Transcriptome data of wt, Rbx1- or Ube2m- deficient Treg cells from mice

Cullin-RING Ligases (CRLs), upon activation by neddylation, play the key roles in regulating many biological processes. However, how CRL-neddylation regulates the function of Treg cells remains elusive. Here we show that mice with Treg-specific deletion of Rbx1, a RING component of CRLs required for its activity, developed an early-onset fetal inflammatory disorders and death at day ~25 after birth with disrupted homeostasis and impaired suppressive functions of Treg cells. Specifically, Rbx1 is essential for maintenance of the effector subpopulations in Treg cells, and regulates several inflammatory pathways. Similar phenotypes were seen in mice with deletion of Ube2m, a neddylation E2, in Treg cells, but with much lesser severity.

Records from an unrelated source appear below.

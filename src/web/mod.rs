//! Local web dashboard.
//!
//! A small synchronous HTTP server (`tiny_http`) that renders the dashboard
//! as server-side HTML. Each request's `Host` header goes through the config
//! resolver, so opening the dashboard as `localhost` talks to the local
//! backend while a deployed hostname talks to production. Hosts that are
//! neither local nor configured get a 400 and never reach the API client.
//!
//! Launched via `nutriboard serve` (default: `http://127.0.0.1:8787`).

mod frontend;
mod pages;

use std::collections::HashMap;
use std::io::Cursor;
use std::time::Duration;

use anyhow::{Context, Result};
use tiny_http::{Header, Method, Response, Server, StatusCode};

use crate::activity::ActivityLogger;
use crate::api::ApiClient;
use crate::config::NutriboardConfig;
use crate::config::resolve::{self, ResolvedEnv};
use crate::food::NutritionPreview;
use crate::render::Notice;
use crate::render::chart::ChartHandles;
use crate::session::Session;

// ---------------------------------------------------------------------------
// Request / response
// ---------------------------------------------------------------------------

/// The parts of an HTTP request the handlers look at.
#[derive(Debug, Clone)]
pub struct WebRequest {
    pub method: Method,
    /// Path plus query string.
    pub url: String,
    /// `Host` header, when sent.
    pub host: Option<String>,
    pub body: Option<String>,
}

impl WebRequest {
    pub fn get(url: &str) -> Self {
        Self {
            method: Method::Get,
            url: url.to_string(),
            host: None,
            body: None,
        }
    }

    pub fn post(url: &str, body: &str) -> Self {
        Self {
            method: Method::Post,
            url: url.to_string(),
            host: None,
            body: Some(body.to_string()),
        }
    }

    pub fn with_host(mut self, host: &str) -> Self {
        self.host = Some(host.to_string());
        self
    }

    pub fn path(&self) -> &str {
        self.url.split('?').next().unwrap_or(&self.url)
    }

    pub fn query(&self) -> HashMap<String, String> {
        self.url
            .split_once('?')
            .map(|(_, q)| parse_form(q))
            .unwrap_or_default()
    }

    pub fn form(&self) -> HashMap<String, String> {
        self.body.as_deref().map(parse_form).unwrap_or_default()
    }
}

/// A rendered response, before it is turned into a `tiny_http` one.
#[derive(Debug, Clone, PartialEq, Eq)]
pub struct Page {
    pub status: u16,
    pub content_type: &'static str,
    pub body: String,
    /// Set for redirects.
    pub location: Option<String>,
}

impl Page {
    pub fn html(body: String) -> Self {
        Self {
            status: 200,
            content_type: "text/html; charset=utf-8",
            body,
            location: None,
        }
    }

    pub fn asset(content_type: &'static str, body: &str) -> Self {
        Self {
            status: 200,
            content_type,
            body: body.to_string(),
            location: None,
        }
    }

    /// `303 See Other`, so a POST is followed by a GET.
    pub fn redirect(to: &str) -> Self {
        Self {
            status: 303,
            content_type: "text/plain; charset=utf-8",
            body: String::new(),
            location: Some(to.to_string()),
        }
    }

    pub fn plain(status: u16, text: &str) -> Self {
        Self::asset("text/plain; charset=utf-8", text).with_status(status)
    }

    pub fn with_status(mut self, status: u16) -> Self {
        self.status = status;
        self
    }

    fn into_response(self) -> Response<Cursor<Vec<u8>>> {
        let mut resp =
            Response::from_data(self.body.into_bytes()).with_status_code(StatusCode(self.status));
        if let Some(h) = header("Content-Type", self.content_type) {
            resp = resp.with_header(h);
        }
        if let Some(h) = self.location.as_deref().and_then(|l| header("Location", l)) {
            resp = resp.with_header(h);
        }
        resp
    }
}

/// Decode `application/x-www-form-urlencoded` pairs. Later keys win.
pub fn parse_form(input: &str) -> HashMap<String, String> {
    input
        .split('&')
        .filter(|pair| !pair.is_empty())
        .map(|pair| {
            let (key, value) = pair.split_once('=').unwrap_or((pair, ""));
            (decode_component(key), decode_component(value))
        })
        .collect()
}

fn decode_component(raw: &str) -> String {
    let spaced = raw.replace('+', " ");
    match urlencoding::decode(&spaced) {
        Ok(decoded) => decoded.into_owned(),
        Err(_) => spaced,
    }
}

// ---------------------------------------------------------------------------
// Application
// ---------------------------------------------------------------------------

/// Dashboard state shared by every request to this server.
#[derive(Debug, Default)]
pub struct WebState {
    pub charts: ChartHandles,
    /// Food picked from search, kept until a meal is added or the preview
    /// is closed.
    pub selected_food: Option<NutritionPreview>,
    /// Shown once on the next rendered page.
    pub flash: Option<Notice>,
}

/// The dashboard application behind the HTTP loop.
#[derive(Debug)]
pub struct WebApp {
    config: NutriboardConfig,
    session: Session,
    activity: ActivityLogger,
    state: WebState,
}

impl WebApp {
    pub fn new(config: NutriboardConfig, session: Session, activity: ActivityLogger) -> Self {
        Self {
            config,
            session,
            activity,
            state: WebState::default(),
        }
    }

    pub fn state(&self) -> &WebState {
        &self.state
    }

    pub fn session(&self) -> &Session {
        &self.session
    }

    /// Resolve the environment for a request's host. Falls back to the
    /// configured `api.host` when the header is missing.
    pub fn environment(&self, host: Option<&str>) -> ResolvedEnv {
        let host = host.unwrap_or(&self.config.api.host);
        resolve::resolve(host, &self.config)
    }

    fn client(&self, env: &ResolvedEnv) -> ApiClient {
        ApiClient::new(
            &env.api_base_url,
            Duration::from_millis(self.config.api.timeout_ms),
            self.session.clone(),
        )
        .with_activity(self.activity.clone())
    }

    /// Route one request.
    pub fn handle(&mut self, request: &WebRequest) -> Page {
        if let Some(host) = request.host.as_deref()
            && !resolve::is_allowed_host(host, &self.config)
        {
            return Page::plain(400, &format!("Unrecognized host: {host}"));
        }
        let env = self.environment(request.host.as_deref());
        let client = self.client(&env);
        let mut ctx = pages::Ctx {
            config: &self.config,
            env: &env,
            client: &client,
            state: &mut self.state,
        };
        pages::dispatch(&mut ctx, request)
    }
}

// ---------------------------------------------------------------------------
// Server entry point
// ---------------------------------------------------------------------------

/// Run the dashboard server on `addr` until the process is stopped.
///
/// Requests are handled one at a time; a single local user never needs
/// more.
pub fn serve(mut app: WebApp, addr: &str, open: bool) -> Result<()> {
    let server = Server::http(addr)
        .map_err(|e| anyhow::anyhow!("failed to start HTTP server on {addr}: {e}"))?;

    let bound = server
        .server_addr()
        .to_ip()
        .map(|a| a.to_string())
        .unwrap_or_else(|| addr.to_string());
    let env = app.environment(None);
    println!("nutriboard dashboard running at http://{bound}");
    println!("API: {} ({})", env.api_base_url, env.environment);
    println!("Press Ctrl+C to stop.\n");

    if open {
        let _ = open_browser(&format!("http://{bound}"));
    }

    for mut request in server.incoming_requests() {
        let method = request.method().clone();
        let url = request.url().to_string();
        let host = request
            .headers()
            .iter()
            .find(|h| h.field.equiv("Host"))
            .map(|h| h.value.as_str().to_string());

        let body = if matches!(method, Method::Post | Method::Put | Method::Patch) {
            let mut buf = String::new();
            request.as_reader().read_to_string(&mut buf).map(|_| Some(buf))
        } else {
            Ok(None)
        };

        let page = match body {
            Ok(body) => app.handle(&WebRequest {
                method: method.clone(),
                url: url.clone(),
                host,
                body,
            }),
            Err(e) => Page::plain(400, &format!("Unreadable request body: {e}")),
        };
        let status = page.status;
        let _ = request.respond(page.into_response());

        println!(
            "{} {} {} {}",
            chrono::Local::now().format("%H:%M:%S"),
            method,
            url,
            status
        );
    }

    Ok(())
}

/// `None` when the value is not valid header text.
fn header(name: &str, value: &str) -> Option<Header> {
    Header::from_bytes(name.as_bytes(), value.as_bytes()).ok()
}

/// Attempt to open a URL in the system default browser.
fn open_browser(url: &str) -> Result<()> {
    #[cfg(target_os = "windows")]
    {
        std::process::Command::new("cmd")
            .args(["/C", "start", url])
            .spawn()
            .context("failed to open browser")?;
    }

    #[cfg(target_os = "macos")]
    {
        std::process::Command::new("open")
            .arg(url)
            .spawn()
            .context("failed to open browser")?;
    }

    #[cfg(target_os = "linux")]
    {
        std::process::Command::new("xdg-open")
            .arg(url)
            .spawn()
            .context("failed to open browser")?;
    }

    Ok(())
}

Interestingly, Treg-specific deletion of Rbx2/Sag or Ube2f, the family member of Rbx1 or Ube2m, respectively, had no obvious phenotype. Thus, the Ube2m-Rbx1 axis is required for the maintenance of homeostasis and functions of Treg cells; and Rbx1 has Ube2m-independent roles in the fitness of Treg cells, suggesting a layer of complexity in neddylation activation of CRLs. We use the tranpritome dara to show the mechanism of the function of Rbx1 and Ube2m in Treg cells, also research the relationship of Rbx1 and Ube2m in Treg cells. CD4+YFP+ Treg cells were isolated from the peripheral lymph nodes and spleens of mice (8-12 weeks old) with indicated genotypes. To generate enough materials, the pooled tissues from 2-3 mice (Foxp3cre/wt), 8-11 (Foxp3cre/wt;Rbx1fl/fl) or 3-4 (Foxp3cre/wt;Ube2mfl/fl) were used. Each type of contains three biological replications.